On March 9, 2022, he has signed with Hapoel Galil Elyon of the Israeli Premier League.

===2022–23 season===
On July 28, 2022, he has signed with Prometey of the Latvian-Estonian Basketball League.

==The Basketball Tournament==
Kennedy joined the inaugural Overseas Elite roster for The Basketball Tournament (TBT)—a single-elimination winner-take-all tournament—during the summer of 2015. Overseas Elite defeated Team 23 in the TBT 2015 championship game, 67–65, to claim the $1 million prize. Kennedy scored 24 points in the game, and was subsequently named MVP. Overseas Elite and Kennedy repeated as champions in TBT 2016 with a 77–72 victory over Team Colorado, earning them that year's $2 million prize, with Kennedy named to the All-Tournament Team.

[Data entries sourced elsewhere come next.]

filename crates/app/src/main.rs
use std::fmt;
use std::sync::Arc;
use std::time::Duration;

use dioxus::LaunchBuilder;
use dioxus::desktop::{Config as DesktopConfig, WindowBuilder};
use services::{
    CameraSource, Clock, HttpTestSubmitter, StimulusTestController, SubmitterConfig,
};
use tracing::info;
use ui::platform::{LinkOpenerRef, SystemBrowserOpener, WebviewCamera};
use ui::{App, UiApp, build_app_context};

#[derive(Debug, PartialEq, Eq)]
enum ArgsError {
    MissingValue { flag: &'static str },
    UnknownArg(String),
    InvalidTimeout { raw: String },
    InvalidServerUrl { raw: String },
}

impl fmt::Display for ArgsError {
    fn fmt(&self, f: &mut fmt::Formatter<'_>) -> fmt::Result {
        match self {
            ArgsError::MissingValue { flag } => write!(f, "{flag} requires a value"),
            ArgsError::UnknownArg(arg) => write!(f, "unknown argument: {arg}"),
            ArgsError::InvalidTimeout { raw } => write!(f, "invalid --timeout-secs value: {raw}"),
            ArgsError::InvalidServerUrl { raw } => write!(f, "invalid --server value: {raw}"),
        }
    }
}

impl std::error::Error for ArgsError {}

fn require_value(
    args: &mut impl Iterator<Item = String>,
    flag: &'static str,
) -> Result<String, ArgsError> {
    args.next().ok_or(ArgsError::MissingValue { flag })
}

fn print_usage() {
    eprintln!("Usage:");
    eprintln!("  cargo run -p app -- [--server <url>] [--timeout-secs <n>]");
    eprintln!();
    eprintln!("Defaults:");
    eprintln!("  --server http://127.0.0.1:5000");
    eprintln!("  --timeout-secs 30");
    eprintln!();
    eprintln!("Environment:");
    eprintln!("  STIMULUS_SERVER_URL, STIMULUS_TIMEOUT_SECS");
}

/// Command-line overrides; unset fields fall back to the environment.
#[derive(Debug, Default, PartialEq, Eq)]
struct Args {
    server: Option<String>,
    timeout: Option<Duration>,
    help: bool,
}

impl Args {
    fn parse(args: &mut impl Iterator<Item = String>) -> Result<Self, ArgsError> {
        let mut parsed = Self::default();
        while let Some(arg) = args.next() {
            match arg.as_str() {
                "--server" => {
                    let value = require_value(args, "--server")?;
                    if value.trim().is_empty() {
                        return Err(ArgsError::InvalidServerUrl { raw: value });
                    }
                    parsed.server = Some(value);
                }
                "--timeout-secs" => {
                    let value = require_value(args, "--timeout-secs")?;
                    let secs: u64 = value
                        .trim()
                        .parse()
                        .ok()
                        .filter(|secs| *secs > 0)
                        .ok_or_else(|| ArgsError::InvalidTimeout { raw: value.clone() })?;
                    parsed.timeout = Some(Duration::from_secs(secs));
                }
                "--help" | "-h" => parsed.help = true,
                _ => return Err(ArgsError::UnknownArg(arg)),
            }
        }
        Ok(parsed)
    }

    fn submitter_config(&self) -> Result<SubmitterConfig, Box<dyn std::error::Error>> {
        let mut config = match self.server.as_deref() {
            Some(raw) => SubmitterConfig::new(raw).map_err(|_| ArgsError::InvalidServerUrl {
                raw: raw.to_string(),
            })?,
            None => SubmitterConfig::from_env()?,
        };
        if let Some(timeout) = self.timeout {
            config = config.with_timeout(timeout);
        }
        Ok(config)
    }
}

struct DesktopApp {
    controller: Arc<StimulusTestController>,
}

impl UiApp for DesktopApp {
    fn controller(&self) -> Arc<StimulusTestController> {
        Arc::clone(&self.controller)
    }

    fn camera(&self) -> Arc<dyn CameraSource> {
        Arc::new(WebviewCamera)
    }

    fn link_opener(&self) -> LinkOpenerRef {
        Arc::new(SystemBrowserOpener)
    }
}

fn run() -> Result<(), Box<dyn std::error::Error>> {
    let args = Args::parse(&mut std::env::args().skip(1)).map_err(|e| {
        eprintln!("{e}");
        print_usage();
        e
    })?;
    if args.help {
        print_usage();
        return Ok(());
    }

    dioxus::logger::initialize_default();

    let config = args.submitter_config()?;
    info!(server = %config.base_url(), timeout = ?config.timeout(), "starting stimulus test client");
    let submitter = HttpTestSubmitter::new(config)?;
    let controller = Arc::new(StimulusTestController::new(
        Clock::system(),
        Arc::new(submitter),
    ));

    let app: Arc<dyn UiApp> = Arc::new(DesktopApp { controller });
    let context = build_app_context(&app);

    // On macOS, Dioxus/tao can default to an always-on-top window in some dev setups.
    let desktop_cfg = DesktopConfig::new().with_window(
        WindowBuilder::new()
            .with_title("Flash Stimulus Test")
            .with_always_on_top(false),
    );

    LaunchBuilder::desktop()
        .with_cfg(desktop_cfg)
        .with_context(context)
        .launch(App);
    Ok(())
}

fn main() {
    if let Err(err) = run() {
        // At this layer (binary glue), printing once is fine.
        eprintln!("{err}");
        std::process::exit(2);
    }
}
use thiserror::Error;

/// Lifecycle of a single stimulus run.
///
/// ```text
/// Idle -> Running -> Submitted -> Succeeded | Failed
///            \-> Aborted
/// ```
#[derive(Debug, Clone, Copy, PartialEq, Eq, Default)]
pub enum RunPhase {
    #[default]
    Idle,
    Running,
    Submitted,
    Succeeded,
    Failed,
    Aborted,
}

impl RunPhase {
    #[must_use]
    pub fn can_transition_to(self, next: Self) -> bool {
        matches!(
            (self, next),
            (Self::Idle, Self::Running)
                | (Self::Running, Self::Submitted | Self::Aborted)
                | (Self::Submitted, Self::Succeeded | Self::Failed)
        )
    }

    /// Move to `next`, rejecting transitions outside the run lifecycle.
    ///
    /// # Errors
    ///
    /// Returns `RunPhaseError::InvalidTransition` for any other edge.
    pub fn transition(self, next: Self) -> Result<Self, RunPhaseError> {
        if self.can_transition_to(next) {
            Ok(next)
        } else {
            Err(RunPhaseError::InvalidTransition {
                from: self,
                to: next,
            })
        }
    }
}

#[derive(Debug, Error, Clone, Copy, PartialEq, Eq)]
#[non_exhaustive]
pub enum RunPhaseError {
    #[error("invalid run phase transition from {from:?} to {to:?}")]
    InvalidTransition { from: RunPhase, to: RunPhase },
}

#[cfg(test)]
mod tests {
    use super::*;

    #[test]
    fn happy_path_reaches_succeeded() {
        let phase = RunPhase::Idle
            .transition(RunPhase::Running)
            .and_then(|p| p.transition(RunPhase::Submitted))
            .and_then(|p| p.transition(RunPhase::Succeeded))
            .unwrap();
        assert_eq!(phase, RunPhase::Succeeded);
    }

    #[test]
    fn abort_is_only_reachable_before_submit() {
        assert!(RunPhase::Running.can_transition_to(RunPhase::Aborted));
        assert!(!RunPhase::Submitted.can_transition_to(RunPhase::Aborted));
        assert!(!RunPhase::Idle.can_transition_to(RunPhase::Aborted));
    }

    #[test]
    fn terminal_phases_do_not_move() {
        for terminal in [RunPhase::Succeeded, RunPhase::Failed, RunPhase::Aborted] {
            for next in [
                RunPhase::Idle,
                RunPhase::Running,
                RunPhase::Submitted,
                RunPhase::Succeeded,
                RunPhase::Failed,
                RunPhase::Aborted,
            ] {
                assert!(terminal.transition(next).is_err(), "{terminal:?} -> {next:?}");
            }
        }
    }

    #[test]
    fn skipping_submit_is_rejected() {
        let err = RunPhase::Running.transition(RunPhase::Succeeded).unwrap_err();
        assert_eq!(
            err,
            RunPhaseError::InvalidTransition {
                from: RunPhase::Running,
                to: RunPhase::Succeeded,
            }
        );
    }
}
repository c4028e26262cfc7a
use chrono::{DateTime, Duration, Utc};

/// Wall-clock source for flash timestamps and run bookkeeping.
///
/// `Fixed` lets tests pin the capture time so recorded timestamps are exact.
#[derive(Debug, Clone, Copy, Default)]
pub enum Clock {
    #[default]
    System,
    Fixed(DateTime<Utc>),
}

impl Clock {
    /// Returns a clock backed by the host system time.
    #[must_use]
    pub fn system() -> Self {
        Self::System
    }

    /// Returns a clock fixed at the given instant.
    #[must_use]
    pub fn fixed(at: DateTime<Utc>) -> Self {
        Self::Fixed(at)
    }

    #[must_use]
    pub fn now(&self) -> DateTime<Utc> {
        match self {
            Clock::System => Utc::now(),
            Clock::Fixed(t) => *t,
        }
    }

    /// If this is a fixed clock, advance it by the given duration.
    ///
    /// Has no effect on `Clock::System`.
    pub fn advance(&mut self, delta: Duration) {
        if let Clock::Fixed(t) = self {
            *t += delta;
        }
    }
}

/// Fractional seconds since the Unix epoch, at microsecond precision.
#[allow(clippy::cast_precision_loss)]
pub(crate) fn datetime_to_epoch_seconds(at: DateTime<Utc>) -> f64 {
    at.timestamp_micros() as f64 / 1_000_000.0
}

/// Deterministic timestamp for tests and examples (2023-11-14T22:13:20Z).
pub const FIXED_TEST_TIMESTAMP: i64 = 1_700_000_000;

/// Returns a deterministic `DateTime<Utc>` for tests.
///
/// # Panics
///
/// Panics if the fixed timestamp cannot be represented.
#[must_use]
pub fn fixed_now() -> DateTime<Utc> {
    DateTime::<Utc>::from_timestamp(FIXED_TEST_TIMESTAMP, 0)
        .expect("fixed timestamp should be valid")
}

/// Returns a `Clock` fixed at the deterministic test timestamp.
#[must_use]
pub fn fixed_clock() -> Clock {
    Clock::fixed(fixed_now())
}
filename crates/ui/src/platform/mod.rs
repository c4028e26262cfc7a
use std::sync::Arc;

mod camera;
mod links;
mod scripts;

pub trait UiLinkOpener: Send + Sync {
    fn open_url(&self, url: &str);
}

pub type LinkOpenerRef = Arc<dyn UiLinkOpener>;

pub use camera::{VIDEO_ELEMENT_ID, WebviewCamera};
pub use links::SystemBrowserOpener;
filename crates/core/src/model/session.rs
use std::sync::OnceLock;

use chrono::{DateTime, Utc};
use serde::Serialize;
use thiserror::Error;

use crate::model::{PatientName, ProgressMeter};
use crate::time::datetime_to_epoch_seconds;

/// Wall-clock time at which the flash overlay was inserted, in fractional
/// seconds since the Unix epoch.
#[derive(Debug, Clone, Copy, PartialEq, PartialOrd, Serialize)]
#[serde(transparent)]
pub struct FlashTimestamp(f64);

impl FlashTimestamp {
    #[must_use]
    pub fn from_epoch_seconds(seconds: f64) -> Self {
        Self(seconds)
    }

    #[must_use]
    pub fn from_datetime(at: DateTime<Utc>) -> Self {
        Self(datetime_to_epoch_seconds(at))
    }

    #[must_use]
    pub fn as_secs_f64(self) -> f64 {
        self.0
    }
}

impl std::fmt::Display for FlashTimestamp {
    fn fmt(&self, f: &mut std::fmt::Formatter<'_>) -> std::fmt::Result {
        write!(f, "{:.6}", self.0)
    }
}

#[derive(Debug, Error, Clone, Copy, PartialEq)]
#[non_exhaustive]
pub enum FlashTimestampError {
    #[error("flash timestamp already recorded ({existing})")]
    AlreadyRecorded { existing: FlashTimestamp },
}

/// State owned by one run from start to outcome.
///
/// Each run gets a fresh session; nothing carries over between runs.
#[derive(Debug)]
pub struct TestSession {
    patient: PatientName,
    started_at: DateTime<Utc>,
    flash_timestamp: OnceLock<FlashTimestamp>,
    progress: ProgressMeter,
}

impl TestSession {
    #[must_use]
    pub fn new(patient: PatientName, started_at: DateTime<Utc>) -> Self {
        Self {
            patient,
            started_at,
            flash_timestamp: OnceLock::new(),
            progress: ProgressMeter::new(),
        }
    }

    #[must_use]
    pub fn patient(&self) -> &PatientName {
        &self.patient
    }

    #[must_use]
    pub fn started_at(&self) -> DateTime<Utc> {
        self.started_at
    }

    #[must_use]
    pub fn progress(&self) -> &ProgressMeter {
        &self.progress
    }

    #[must_use]
    pub fn flash_timestamp(&self) -> Option<FlashTimestamp> {
        self.flash_timestamp.get().copied()
    }

    /// Record the flash time. Only the first call per session wins.
    ///
    /// # Errors
    ///
    /// Returns `FlashTimestampError::AlreadyRecorded` on any later call.
    pub fn record_flash(&self, at: FlashTimestamp) -> Result<(), FlashTimestampError> {
        self.flash_timestamp
            .set(at)
            .map_err(|_| FlashTimestampError::AlreadyRecorded {
                existing: self.flash_timestamp().unwrap_or(at),
            })
    }
}
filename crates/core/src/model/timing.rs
use std::time::Duration;

use thiserror::Error;

/// Fixed delays that shape a run, measured from run start.
///
/// The run executes these as an ordered sequence: wait `flash_delay`, show the
/// flash for `flash_duration`, then wait out the rest of `submit_delay` before
/// submitting.
#[derive(Debug, Clone, Copy, PartialEq, Eq)]
pub struct RunTiming {
    flash_delay: Duration,
    flash_duration: Duration,
    submit_delay: Duration,
    progress_interval: Duration,
    progress_step: u8,
}

impl RunTiming {
    pub const DEFAULT_FLASH_DELAY: Duration = Duration::from_millis(1000);
    pub const DEFAULT_FLASH_DURATION: Duration = Duration::from_millis(300);
    pub const DEFAULT_SUBMIT_DELAY: Duration = Duration::from_millis(1400);
    pub const DEFAULT_PROGRESS_INTERVAL: Duration = Duration::from_millis(100);
    pub const DEFAULT_PROGRESS_STEP: u8 = 2;

    /// Build a validated timing profile.
    ///
    /// # Errors
    ///
    /// Returns `RunTimingError` when the submission step would not follow the
    /// end of the flash, or the progress tick is degenerate.
    pub fn new(
        flash_delay: Duration,
        flash_duration: Duration,
        submit_delay: Duration,
        progress_interval: Duration,
        progress_step: u8,
    ) -> Result<Self, RunTimingError> {
        let flash_end = flash_delay.saturating_add(flash_duration);
        if submit_delay < flash_end {
            return Err(RunTimingError::SubmitBeforeFlashEnds {
                submit_delay,
                flash_end,
            });
        }
        if progress_interval.is_zero() {
            return Err(RunTimingError::ZeroProgressInterval);
        }
        if progress_step == 0 || progress_step > 100 {
            return Err(RunTimingError::InvalidProgressStep(progress_step));
        }
        Ok(Self {
            flash_delay,
            flash_duration,
            submit_delay,
            progress_interval,
            progress_step,
        })
    }

    #[must_use]
    pub fn flash_delay(&self) -> Duration {
        self.flash_delay
    }

    #[must_use]
    pub fn flash_duration(&self) -> Duration {
        self.flash_duration
    }

    #[must_use]
    pub fn submit_delay(&self) -> Duration {
        self.submit_delay
    }

    /// Wait between removing the overlay and submitting.
    #[must_use]
    pub fn settle(&self) -> Duration {
        self.submit_delay
            .saturating_sub(self.flash_delay.saturating_add(self.flash_duration))
    }

    #[must_use]
    pub fn progress_interval(&self) -> Duration {
        self.progress_interval
    }

    #[must_use]
    pub fn progress_step(&self) -> u8 {
        self.progress_step
    }
}

impl Default for RunTiming {
    fn default() -> Self {
        Self {
            flash_delay: Self::DEFAULT_FLASH_DELAY,
            flash_duration: Self::DEFAULT_FLASH_DURATION,
            submit_delay: Self::DEFAULT_SUBMIT_DELAY,
            progress_interval: Self::DEFAULT_PROGRESS_INTERVAL,
            progress_step: Self::DEFAULT_PROGRESS_STEP,
        }
    }
}

#[derive(Debug, Error, Clone, Copy, PartialEq, Eq)]
#[non_exhaustive]
pub enum RunTimingError {
    #[error("submit delay {submit_delay:?} is before the flash ends at {flash_end:?}")]
    SubmitBeforeFlashEnds {
        submit_delay: Duration,
        flash_end: Duration,
    },
    #[error("progress interval must be non-zero")]
    ZeroProgressInterval,
    #[error("progress step must be within 1..=100, got {0}")]
    InvalidProgressStep(u8),
}
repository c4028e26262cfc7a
use dioxus::prelude::*;
use dioxus_router::Router;

use crate::routes::Route;

#[component]
pub fn App() -> Element {
    rsx! {
        document::Stylesheet { href: asset!("/assets/style.css") }
        document::Title { "Flash Stimulus Test" }

        div { class: "app-root",
            ErrorBoundary {
                handle_error: |errors: ErrorContext| rsx! {
                    div { class: "fatal",
                        h1 { "Something went wrong" }
                        pre { "{errors:?}" }
                    }
                },
                Router::<Route> {}
            }
        }
    }
}
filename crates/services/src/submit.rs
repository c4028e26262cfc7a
use std::env;
use std::time::Duration;

use async_trait::async_trait;
use reqwest::Client;
use serde::Serialize;
use stimulus_core::model::{FlashTimestamp, PatientName};
use tracing::{debug, warn};
use url::Url;

use crate::error::SubmitError;

pub const DEFAULT_SERVER_URL: &str = "http://127.0.0.1:5000";
pub const DEFAULT_TIMEOUT: Duration = Duration::from_secs(30);

/// Body of `POST /run_test`.
#[derive(Debug, Clone, PartialEq, Serialize)]
pub struct RunTestRequest {
    pub flash_timestamp: FlashTimestamp,
    pub patient_name: PatientName,
}

impl RunTestRequest {
    #[must_use]
    pub fn new(flash_timestamp: FlashTimestamp, patient_name: PatientName) -> Self {
        Self {
            flash_timestamp,
            patient_name,
        }
    }
}

/// Sends a finished stimulus run to the test server.
#[async_trait]
pub trait TestSubmitter: Send + Sync {
    /// Submit a run. Only the response status is inspected.
    ///
    /// # Errors
    ///
    /// Returns `SubmitError::HttpStatus` for non-2xx responses and
    /// `SubmitError::Http` when the request never completes.
    async fn submit(&self, request: &RunTestRequest) -> Result<(), SubmitError>;

    /// Link to the results page for `patient`.
    fn results_url(&self, patient: &PatientName) -> String;
}

#[derive(Clone, Debug)]
pub struct SubmitterConfig {
    base_url: Url,
    timeout: Duration,
}

impl SubmitterConfig {
    /// # Errors
    ///
    /// Returns `SubmitError::InvalidBaseUrl` unless `raw` is an absolute
    /// http(s) URL.
    pub fn new(raw: &str) -> Result<Self, SubmitError> {
        let invalid = |reason: String| SubmitError::InvalidBaseUrl {
            raw: raw.to_string(),
            reason,
        };
        let base_url = Url::parse(raw.trim()).map_err(|e| invalid(e.to_string()))?;
        if !matches!(base_url.scheme(), "http" | "https") {
            return Err(invalid(format!("unsupported scheme {}", base_url.scheme())));
        }
        if base_url.cannot_be_a_base() {
            return Err(invalid("url cannot be a base".to_string()));
        }
        Ok(Self {
            base_url,
            timeout: DEFAULT_TIMEOUT,
        })
    }

    /// Read `STIMULUS_SERVER_URL` and `STIMULUS_TIMEOUT_SECS`, falling back to
    /// the local development server.
    ///
    /// # Errors
    ///
    /// Returns `SubmitError::InvalidBaseUrl` if the configured URL is invalid.
    pub fn from_env() -> Result<Self, SubmitError> {
        let raw = env::var("STIMULUS_SERVER_URL").unwrap_or_else(|_| DEFAULT_SERVER_URL.into());
        let config = Self::new(&raw)?;
        let timeout = match env::var("STIMULUS_TIMEOUT_SECS") {
            Ok(value) => match value.trim().parse::<u64>() {
                Ok(secs) if secs > 0 => Duration::from_secs(secs),
                _ => {
                    warn!(value = %value, "ignoring invalid STIMULUS_TIMEOUT_SECS");
                    DEFAULT_TIMEOUT
                }
            },
            Err(_) => DEFAULT_TIMEOUT,
        };
        Ok(config.with_timeout(timeout))
    }

    #[must_use]
    pub fn with_timeout(mut self, timeout: Duration) -> Self {
        self.timeout = timeout;
        self
    }

    #[must_use]
    pub fn base_url(&self) -> &Url {
        &self.base_url
    }

    #[must_use]
    pub fn timeout(&self) -> Duration {
        self.timeout
    }

    #[must_use]
    pub fn run_test_url(&self) -> Url {
        self.endpoint(&["run_test"])
    }

    /// `GET {base}/results/{patient}` with the name encoded as one segment.
    #[must_use]
    pub fn results_url(&self, patient: &PatientName) -> Url {
        self.endpoint(&["results", patient.as_str()])
    }

    fn endpoint(&self, segments: &[&str]) -> Url {
        let mut url = self.base_url.clone();
        url.set_query(None);
        url.set_fragment(None);
        // Validated in `new`: http(s) URLs always have path segments.
        if let Ok(mut path) = url.path_segments_mut() {
            path.pop_if_empty().extend(segments);
        }
        url
    }
}

/// `TestSubmitter` that posts JSON with reqwest.
#[derive(Clone, Debug)]
pub struct HttpTestSubmitter {
    client: Client,
    config: SubmitterConfig,
}

impl HttpTestSubmitter {
    /// # Errors
    ///
    /// Returns `SubmitError::Http` if the HTTP client cannot be built.
    pub fn new(config: SubmitterConfig) -> Result<Self, SubmitError> {
        let client = Client::builder().timeout(config.timeout()).build()?;
        Ok(Self { client, config })
    }
}

#[async_trait]
impl TestSubmitter for HttpTestSubmitter {
    async fn submit(&self, request: &RunTestRequest) -> Result<(), SubmitError> {
        let url = self.config.run_test_url();
        debug!(%url, patient = %request.patient_name, flash_timestamp = %request.flash_timestamp, "posting run_test");

        let response = self.client.post(url).json(request).send().await?;

        let status = response.status();
        if !status.is_success() {
            let body = response.text().await.unwrap_or_default();
            warn!(%status, body = %body, "run_test rejected by server");
            return Err(SubmitError::HttpStatus(status));
        }

        Ok(())
    }

    fn results_url(&self, patient: &PatientName) -> String {
        self.config.results_url(patient).into()
    }
}
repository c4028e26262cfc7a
use std::sync::Arc;

use services::{CameraSource, StimulusTestController};

use crate::platform::LinkOpenerRef;

pub trait UiApp: Send + Sync {
    fn controller(&self) -> Arc<StimulusTestController>;
    fn camera(&self) -> Arc<dyn CameraSource>;
    fn link_opener(&self) -> LinkOpenerRef;
}

#[derive(Clone)]
pub struct AppContext {
    controller: Arc<StimulusTestController>,
    camera: Arc<dyn CameraSource>,
    link_opener: LinkOpenerRef,
}

impl AppContext {
    #[must_use]
    pub fn new(app: &Arc<dyn UiApp>) -> Self {
        Self {
            controller: app.controller(),
            camera: app.camera(),
            link_opener: app.link_opener(),
        }
    }

    #[must_use]
    pub fn controller(&self) -> Arc<StimulusTestController> {
        Arc::clone(&self.controller)
    }

    #[must_use]
    pub fn camera(&self) -> Arc<dyn CameraSource> {
        Arc::clone(&self.camera)
    }

    #[must_use]
    pub fn link_opener(&self) -> LinkOpenerRef {
        Arc::clone(&self.link_opener)
    }
}

// This context is provided by the application composition root (e.g. `crates/app`).

/// Build an `AppContext` from a UI-facing app implementation.
#[must_use]
pub fn build_app_context(app: &Arc<dyn UiApp>) -> AppContext {
    AppContext::new(app)
}
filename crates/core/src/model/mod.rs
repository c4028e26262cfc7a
mod patient;
mod phase;
mod progress;
mod session;
mod timing;

pub use patient::{PatientName, PatientNameError};
pub use phase::{RunPhase, RunPhaseError};
pub use progress::{PROGRESS_COMPLETE, ProgressMeter};
pub use session::{FlashTimestamp, FlashTimestampError, TestSession};
pub use timing::{RunTiming, RunTimingError};
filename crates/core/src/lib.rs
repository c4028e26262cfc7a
#![forbid(unsafe_code)]

pub mod model;
pub mod time;

pub use time::Clock;
use dioxus::prelude::*;
use dioxus_router::{Outlet, Routable};

use crate::views::TestView;

#[derive(Clone, Routable, PartialEq)]
#[rustfmt::skip]
pub enum Route {
    #[layout(Layout)]
        #[route("/", TestView)] Test {},
}

#[component]
fn Layout() -> Element {
    rsx! {
        main { class: "app",
            h1 { "Pupil light reflex test" }
            Outlet::<Route> {}
        }
    }
}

Kennedy and his team became three-time champions with an 86–83 win over Team Challenge ALS in TBT 2017, bringing their total winnings to $5 million. Kennedy averaged 15 points, 6.5 rebounds and 3.2 assists per game and was again named to the All-Tournament Team. On August 3, 2018, Kennedy and Overseas Elite won TBT 2018, securing their fourth consecutive championship and another $2 million prize, with Kennedy being named MVP and a member of the All-Tournament Team. In TBT 2019, Kennedy and Overseas Elite advanced to the semifinals where they suffered their first-ever defeat, losing to eventual champions Carmen's Crew, 71–66. Kennedy was again named to the All-Tournament Team. Kennedy did not play for Overseas Elite during TBT 2020; the team lost in the semifinals.

For TBT 2021, with Overseas Elite not entering the tournament, Kennedy joined Boeheim's Army, a team rostered primarily with Syracuse Orange men's basketball alumni. Boeheim's Army captured the championship and $1 million prize.

TBT Summary
| Year | Team | Team result | Kennedy honors | Ref. |
| 2015 | Overseas Elite | Champions | MVP† |  |
| 2016 | Champions | All-Tournament |  |
| 2017 | Champions | All-Tournament |  |
| 2018 | Champions | All-Tournament & MVP |  |
| 2019 | Lost in semifinals | All-Tournament |  |

 In 2015, only a tournament MVP was named.

==Career statistics==

===NBA===
====Regular season====

| Year | Team | GP | GS | MPG | FG% | 3P% | FT% | RPG | APG | SPG | BPG | PPG |
|---|---|---|---|---|---|---|---|---|---|---|---|---|
| 2011–12 | Cleveland | 2 | 0 | 29.5 | .417 | .500 | .000 | 3.5 | 1.5 | 1.0 | .0 | 6.0 |
| Career |  | 2 | 0 | 29.5 | .417 | .500 | .000 | 3.5 | 1.5 | 1.0 | .0 | 6.0 |

|  | Led the league |

===Basketball Champions League===

| Year | Team | GP | MPG | FG% | 3P% | FT% | RPG | APG | SPG | BPG | PPG |
|---|---|---|---|---|---|---|---|---|---|---|---|
| 2017–18 | Karsiyaka | 18 | 34.8 | .541 | .344 | .743 | 8.4 | 3.2 | 1.8 | 0.5 | 19.0 |

==Personal==
Kennedy is the son of Rana Holliday and David "Puff" Kennedy. His father was a standout college basketball player at Cincinnati. He has one brother, Derrick Holliday, and one sister, Chanae Holliday.